Australia's iconic koala will become extinct in some areas of the country if the federal government does not take urgent action, conservationists said Thursday.
A group of Australian scientists will meet with government officials in Canberra today to hammer out a national koala conservation strategy to keep key populations of the animals from dying out.
Less than 100,000 koalas are left in the country, compared to millions before they were heavily hunted for fur in the 1920s, said Deborah Tabart from the Australian Koala Foundation.
"The population of koalas in southeast Queensland has decreased from 10,000 to less than 4,000 in a decade," Tabart said.
The population in the southeast Queensland area known as the Koala Coast has fallen by at least 26 percent to 4,611 animals since a 1996-99 survey as development encroached on their natural habitats. "We know that there are even less now, in the order of 3,800," Tabart said.
Kat Miller of the World Wildlife Fund also warned that koalas could be on their way to extinction along with several other Australian species.
"There are more than 1,700 federally-listed threatened populations of animals in Australia.
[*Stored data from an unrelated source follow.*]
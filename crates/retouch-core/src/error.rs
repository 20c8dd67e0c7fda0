//! Error types for retouch-core buffers.
//!
//! Only buffer construction can fail here. Rendering itself never fails for a
//! valid adjustment set: stages degrade to passthrough instead, and the only
//! non-success outcome of a render is [`crate::Cancelled`].
//!
//! # Usage
//!
//! ```rust
//! use retouch_core::{Error, Raster};
//!
//! let err = Raster::from_data(4, 4, vec![0u8; 3]).unwrap_err();
//! assert!(matches!(err, Error::InvalidDimensions { .. }));
//! ```

use thiserror::Error;

/// Result type alias using [`Error`] as the error type.
pub type Result<T> = std::result::Result<T, Error>;

/// Errors that can occur while building or accessing image buffers.
#[derive(Debug, Error)]
pub enum Error {
    /// Memory allocation failed.
    ///
    /// Stages that hit this recover by returning their input unchanged.
    #[error("failed to allocate {requested} elements: {reason}")]
    AllocationFailed {
        /// Number of elements that were requested
        requested: usize,
        /// Reason reported by the allocator
        reason: String,
    },

    /// Dimensions do not match the supplied data.
    #[error("invalid dimensions: {width}x{height} ({reason})")]
    InvalidDimensions {
        /// Requested width
        width: u32,
        /// Requested height
        height: u32,
        /// What was wrong
        reason: String,
    },
}

impl Error {
    /// Creates an [`Error::AllocationFailed`] error.
    pub fn allocation_failed(requested: usize, reason: impl Into<String>) -> Self {
        Self::AllocationFailed {
            requested,
            reason: reason.into(),
        }
    }

    /// Creates an [`Error::InvalidDimensions`] error.
    pub fn invalid_dimensions(width: u32, height: u32, reason: impl Into<String>) -> Self {
        Self::InvalidDimensions {
            width,
            height,
            reason: reason.into(),
        }
    }

    /// Returns `true` if this is an allocation failure.
    pub fn is_allocation_error(&self) -> bool {
        matches!(self, Self::AllocationFailed { .. })
    }
}

#[cfg(test)]
mod tests {
    use super::*;

    #[test]
    fn test_display_messages() {
        let err = Error::invalid_dimensions(4, 2, "expected 32 bytes, got 3");
        assert_eq!(err.to_string(), "invalid dimensions: 4x2 (expected 32 bytes, got 3)");
    }

    #[test]
    fn test_allocation_predicate() {
        assert!(Error::allocation_failed(10, "oom").is_allocation_error());
        assert!(!Error::invalid_dimensions(1, 1, "x").is_allocation_error());
    }
}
There is an extinction crisis in Australia. The koala may well be the next one to go downhill."
The Australian Koala Foundation is urging Environment Minister Peter Garrett to declare the southeast Queensland koala population as critically endangered under law in a bid to protect their habitats from further developments.
"This is the most important thing Minister Garrett and his department can do right now to show he is serious about saving the koala," said Tabart.
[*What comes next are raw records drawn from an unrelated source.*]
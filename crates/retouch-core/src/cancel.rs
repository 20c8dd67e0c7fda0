//! Cooperative cancellation for renders.
//!
//! A [`CancelToken`] is handed to each render invocation. The pipeline checks
//! it at stage boundaries and the pixel engine checks it once per row chunk,
//! so cancellation latency is bounded by one chunk of work.
//!
//! Cancellation is not an error: a cancelled render simply yields
//! [`Cancelled`] and its partial work is dropped.
//!
//! ```rust
//! use retouch_core::CancelToken;
//!
//! let token = CancelToken::new();
//! let seen_by_worker = token.clone();
//! token.cancel();
//! assert!(seen_by_worker.check().is_err());
//! ```

use std::sync::atomic::{AtomicBool, Ordering};
use std::sync::Arc;

/// Marker returned when a render was cancelled before completion.
#[derive(Debug, Clone, Copy, PartialEq, Eq, Default, thiserror::Error)]
#[error("render cancelled")]
pub struct Cancelled;

/// Shared cancellation flag. Clones observe the same flag.
#[derive(Debug, Clone, Default)]
pub struct CancelToken {
    flag: Arc<AtomicBool>,
}

impl CancelToken {
    /// Creates a fresh, non-cancelled token.
    pub fn new() -> Self {
        Self::default()
    }

    /// Requests cancellation. Idempotent.
    pub fn cancel(&self) {
        self.flag.store(true, Ordering::Release);
    }

    /// Returns `true` once [`cancel`](Self::cancel) has been called on any clone.
    #[inline]
    pub fn is_cancelled(&self) -> bool {
        self.flag.load(Ordering::Acquire)
    }

    /// Returns `Err(Cancelled)` if cancellation was requested.
    #[inline]
    pub fn check(&self) -> std::result::Result<(), Cancelled> {
        if self.is_cancelled() { Err(Cancelled) } else { Ok(()) }
    }
}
"These declines just cannot continue if we still want to see our beautiful icon here."
Climate change has also played a role in the decline as it altered the nutritional make-up of their staple food, gumtree leaves, Tabart said.
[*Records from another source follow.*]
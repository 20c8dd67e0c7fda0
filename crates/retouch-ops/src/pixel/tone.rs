//! Tone-mapping LUT for shadows, highlights, whites and blacks.
//!
//! Each level `x = i/255` is pushed in order:
//!
//! - shadows: `x += s·(1-x)³·0.5`
//! - highlights: `x += h·x³·0.5`
//! - whites, only for `x > 0.7`: `x += w·((x-0.7)/0.3)·0.2`
//! - blacks, only for `x < 0.3`: `x += b·((0.3-x)/0.3)·0.2`
//!
//! and then clamped to `[0, 1]` and truncated back to a level. The small bias
//! before truncation keeps untouched levels exact under f32 round-off.

const TRUNC_BIAS: f32 = 1e-3;

/// Tonal range controls, each nominally in `[-1, 1]`.
#[derive(Debug, Clone, Copy, PartialEq, Default)]
pub struct ToneParams {
    /// Lift (+) or crush (-) the dark end.
    pub shadows: f32,
    /// Brighten (+) or recover (-) the bright end.
    pub highlights: f32,
    /// Push the top 30% of levels.
    pub whites: f32,
    /// Push the bottom 30% of levels.
    pub blacks: f32,
}

impl ToneParams {
    /// Returns `true` if the LUT would be the identity.
    pub fn is_neutral(&self) -> bool {
        self.shadows == 0.0 && self.highlights == 0.0 && self.whites == 0.0 && self.blacks == 0.0
    }

    /// Builds the 256-entry tone LUT.
    pub fn build_lut(&self) -> [u8; 256] {
        if self.is_neutral() {
            return crate::curve::identity_lut();
        }
        let mut lut = [0u8; 256];
        for (i, out) in lut.iter_mut().enumerate() {
            let mut x = i as f32 / 255.0;
            if self.shadows != 0.0 {
                x += self.shadows * (1.0 - x).powi(3) * 0.5;
            }
            if self.highlights != 0.0 {
                x += self.highlights * x.powi(3) * 0.5;
            }
            if self.whites != 0.0 && x > 0.7 {
                x += self.whites * ((x - 0.7) / 0.3) * 0.2;
            }
            if self.blacks != 0.0 && x < 0.3 {
                x += self.blacks * ((0.3 - x) / 0.3) * 0.2;
            }
            *out = (x.clamp(0.0, 1.0) * 255.0 + TRUNC_BIAS) as u8;
        }
        lut
    }
}

#[cfg(test)]
mod tests {
    use super::*;

    #[test]
    fn test_neutral_is_identity() {
        let lut = ToneParams::default().build_lut();
        assert!(lut.iter().enumerate().all(|(i, &v)| v as usize == i));
    }

    #[test]
    fn test_shadows_lift_dark_end_most() {
        let lut = ToneParams { shadows: 1.0, ..Default::default() }.build_lut();
        // 127.5 truncates
        assert_eq!(lut[0], 127);
        assert_eq!(lut[255], 255);
        assert!(lut[30] - 30 > lut[200] - 200);
    }

    #[test]
    fn test_highlights_negative_darkens_top() {
        let lut = ToneParams { highlights: -1.0, ..Default::default() }.build_lut();
        assert_eq!(lut[0], 0);
        assert_eq!(lut[255], 127);
    }

    #[test]
    fn test_whites_and_blacks_are_range_limited() {
        let lut = ToneParams { whites: 1.0, ..Default::default() }.build_lut();
        assert_eq!(lut[100], 100);
        assert!(lut[230] > 230);

        let lut = ToneParams { blacks: -1.0, ..Default::default() }.build_lut();
        assert_eq!(lut[200], 200);
        assert!(lut[30] < 30);
    }

    #[test]
    fn test_levels_truncate() {
        // level 102 maps to 108.885
        let lut = ToneParams { shadows: 0.25, ..Default::default() }.build_lut();
        assert_eq!(lut[102], 108);
        // untouched levels above the blacks range stay exact
        let lut = ToneParams { blacks: 0.7, ..Default::default() }.build_lut();
        assert!((77..=255).all(|i| lut[i] as usize == i));
    }
}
Post-mortems of around 700 koalas in southeast Queensland have found that most were "wasted" when they died. "The impact of climate change on the nutritional value of eucalyptus leaves has been proven to affect koalas," she said.
Garrett has said he had charged Australia's Threatened Species Scientific Committee with assessing the risk to the koala but warned that he needed to await the committee's report before he could act.
"This is a clear indication of how seriously the Australian government is considering reports from the Australian Koala Foundation and others on diminishing koala numbers in some regions," the minister said.